* [Problem description]:
When you respond, restate each record exactly as it is given.

Information shown: Begin

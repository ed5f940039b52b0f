//! Progress reporting with indicatif

use indicatif::{MultiProgress, ProgressBar, ProgressStyle};
use rdfu_core::progress::FlashProgress;
use std::time::Duration;

/// Create a progress bar with a phase label
fn create_progress_bar_with_phase(
    total: u64,
    phase: &str,
) -> Result<ProgressBar, Box<dyn std::error::Error>> {
    let pb = ProgressBar::new(total);
    pb.set_style(
        ProgressStyle::default_bar()
            .template(&format!(
                "{{spinner:.green}} [{{elapsed_precise}}] [{{bar:40.cyan/blue}}] {{pos}}/{{len}} {}",
                phase
            ))?
            .progress_chars("#>-"),
    );
    Ok(pb)
}

/// Create a byte-counting progress bar with a phase label
fn create_bytes_bar_with_phase(
    total: u64,
    phase: &str,
) -> Result<ProgressBar, Box<dyn std::error::Error>> {
    let pb = ProgressBar::new(total);
    pb.set_style(
        ProgressStyle::default_bar()
            .template(&format!(
                "{{spinner:.green}} [{{elapsed_precise}}] [{{bar:40.cyan/blue}}] {{bytes}}/{{total_bytes}} ({{bytes_per_sec}}, {{eta}}) {}",
                phase
            ))?
            .progress_chars("#>-"),
    );
    Ok(pb)
}

fn create_spinner_style() -> Result<ProgressStyle, Box<dyn std::error::Error>> {
    Ok(ProgressStyle::default_spinner().template("{spinner:.green} {msg}")?)
}

/// Progress reporter using indicatif progress bars
pub struct IndicatifProgress {
    multi: MultiProgress,
    current_bar: Option<ProgressBar>,
}

impl IndicatifProgress {
    pub fn new() -> Self {
        Self {
            multi: MultiProgress::new(),
            current_bar: None,
        }
    }

    fn set_bar(&mut self, pb: ProgressBar) {
        self.finish();
        self.current_bar = Some(self.multi.add(pb));
    }

    fn create_spinner(&mut self, message: String) {
        let pb = ProgressBar::new_spinner();
        pb.set_style(create_spinner_style().unwrap_or_else(|_| ProgressStyle::default_spinner()));
        pb.set_message(message);
        pb.enable_steady_tick(Duration::from_millis(100));
        self.set_bar(pb);
    }

    fn position(&self, pos: usize) {
        if let Some(pb) = &self.current_bar {
            pb.set_position(pos as u64);
        }
    }

    /// Finish the current bar, leaving it on screen
    pub fn finish(&mut self) {
        if let Some(pb) = self.current_bar.take() {
            pb.finish();
        }
    }
}

impl Default for IndicatifProgress {
    fn default() -> Self {
        Self::new()
    }
}

impl Drop for IndicatifProgress {
    fn drop(&mut self) {
        // An error can leave a bar running
        if let Some(pb) = self.current_bar.take() {
            pb.abandon();
        }
    }
}

impl FlashProgress for IndicatifProgress {
    fn erasing(&mut self, start: u32, pages: usize) {
        let phase = format!("Erasing pages at 0x{:08X}", start);
        let pb = create_progress_bar_with_phase(pages as u64, &phase)
            .unwrap_or_else(|_| ProgressBar::new(pages as u64));
        self.set_bar(pb);
    }

    fn erase_progress(&mut self, pages_done: usize, _pages_total: usize) {
        self.position(pages_done);
    }

    fn downloading(&mut self, start: u32, bytes: usize) {
        let phase = format!("Writing 0x{:08X}", start);
        let pb = create_bytes_bar_with_phase(bytes as u64, &phase)
            .unwrap_or_else(|_| ProgressBar::new(bytes as u64));
        self.set_bar(pb);
    }

    fn download_progress(&mut self, bytes_done: usize, _bytes_total: usize) {
        self.position(bytes_done);
    }

    fn rebooting(&mut self, reboot_address: u32) {
        self.create_spinner(format!(
            "Rebooting to 0x{:08X}, waiting for the device...",
            reboot_address
        ));
    }

    fn reconnected(&mut self) {
        if let Some(pb) = self.current_bar.take() {
            pb.finish_with_message("Device reconnected");
        }
    }

    fn reading(&mut self, start: u32, bytes: usize) {
        let phase = format!("Reading 0x{:08X}", start);
        let pb = create_bytes_bar_with_phase(bytes as u64, &phase)
            .unwrap_or_else(|_| ProgressBar::new(bytes as u64));
        self.set_bar(pb);
    }

    fn read_progress(&mut self, bytes_done: usize, _bytes_total: usize) {
        self.position(bytes_done);
    }
}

Information shown: End

* [Your response]:
repository ed5f940039b52b0f
//! Progress reporting with indicatif

use indicatif::{MultiProgress, ProgressBar, ProgressStyle};
use rdfu_core::progress::FlashProgress;
use std::time::Duration;

/// Create a progress bar with a phase label
fn create_progress_bar_with_phase(
    total: u64,
    phase: &str,
) -> Result<ProgressBar, Box<dyn std::error::Error>> {
    let pb = ProgressBar::new(total);
    pb.set_style(
        ProgressStyle::default_bar()
            .template(&format!(
                "{{spinner:.green}} [{{elapsed_precise}}] [{{bar:40.cyan/blue}}] {{pos}}/{{len}} {}",
                phase
            ))?
            .progress_chars("#>-"),
    );
    Ok(pb)
}

/// Create a byte-counting progress bar with a phase label
fn create_bytes_bar_with_phase(
    total: u64,
    phase: &str,
) -> Result<ProgressBar, Box<dyn std::error::Error>> {
    let pb = ProgressBar::new(total);
    pb.set_style(
        ProgressStyle::default_bar()
            .template(&format!(
                "{{spinner:.green}} [{{elapsed_precise}}] [{{bar:40.cyan/blue}}] {{bytes}}/{{total_bytes}} ({{bytes_per_sec}}, {{eta}}) {}",
                phase
            ))?
            .progress_chars("#>-"),
    );
    Ok(pb)
}

fn create_spinner_style() -> Result<ProgressStyle, Box<dyn std::error::Error>> {
    Ok(ProgressStyle::default_spinner().template("{spinner:.green} {msg}")?)
}

/// Progress reporter using indicatif progress bars
pub struct IndicatifProgress {
    multi: MultiProgress,
    current_bar: Option<ProgressBar>,
}

impl IndicatifProgress {
    pub fn new() -> Self {
        Self {
            multi: MultiProgress::new(),
            current_bar: None,
        }
    }

    fn set_bar(&mut self, pb: ProgressBar) {
        self.finish();
        self.current_bar = Some(self.multi.add(pb));
    }

    fn create_spinner(&mut self, message: String) {
        let pb = ProgressBar::new_spinner();
        pb.set_style(create_spinner_style().unwrap_or_else(|_| ProgressStyle::default_spinner()));
        pb.set_message(message);
        pb.enable_steady_tick(Duration::from_millis(100));
        self.set_bar(pb);
    }

    fn position(&self, pos: usize) {
        if let Some(pb) = &self.current_bar {
            pb.set_position(pos as u64);
        }
    }

    /// Finish the current bar, leaving it on screen
    pub fn finish(&mut self) {
        if let Some(pb) = self.current_bar.take() {
            pb.finish();
        }
    }
}

impl Default for IndicatifProgress {
    fn default() -> Self {
        Self::new()
    }
}

impl Drop for IndicatifProgress {
    fn drop(&mut self) {
        // An error can leave a bar running
        if let Some(pb) = self.current_bar.take() {
            pb.abandon();
        }
    }
}

impl FlashProgress for IndicatifProgress {
    fn erasing(&mut self, start: u32, pages: usize) {
        let phase = format!("Erasing pages at 0x{:08X}", start);
        let pb = create_progress_bar_with_phase(pages as u64, &phase)
            .unwrap_or_else(|_| ProgressBar::new(pages as u64));
        self.set_bar(pb);
    }

    fn erase_progress(&mut self, pages_done: usize, _pages_total: usize) {
        self.position(pages_done);
    }

    fn downloading(&mut self, start: u32, bytes: usize) {
        let phase = format!("Writing 0x{:08X}", start);
        let pb = create_bytes_bar_with_phase(bytes as u64, &phase)
            .unwrap_or_else(|_| ProgressBar::new(bytes as u64));
        self.set_bar(pb);
    }

    fn download_progress(&mut self, bytes_done: usize, _bytes_total: usize) {
        self.position(bytes_done);
    }

    fn rebooting(&mut self, reboot_address: u32) {
        self.create_spinner(format!(
            "Rebooting to 0x{:08X}, waiting for the device...",
            reboot_address
        ));
    }

    fn reconnected(&mut self) {
        if let Some(pb) = self.current_bar.take() {
            pb.finish_with_message("Device reconnected");
        }
    }

    fn reading(&mut self, start: u32, bytes: usize) {
        let phase = format!("Reading 0x{:08X}", start);
        let pb = create_bytes_bar_with_phase(bytes as u64, &phase)
            .unwrap_or_else(|_| ProgressBar::new(bytes as u64));
        self.set_bar(pb);
    }

    fn read_progress(&mut self, bytes_done: usize, _bytes_total: usize) {
        self.position(bytes_done);
    }
}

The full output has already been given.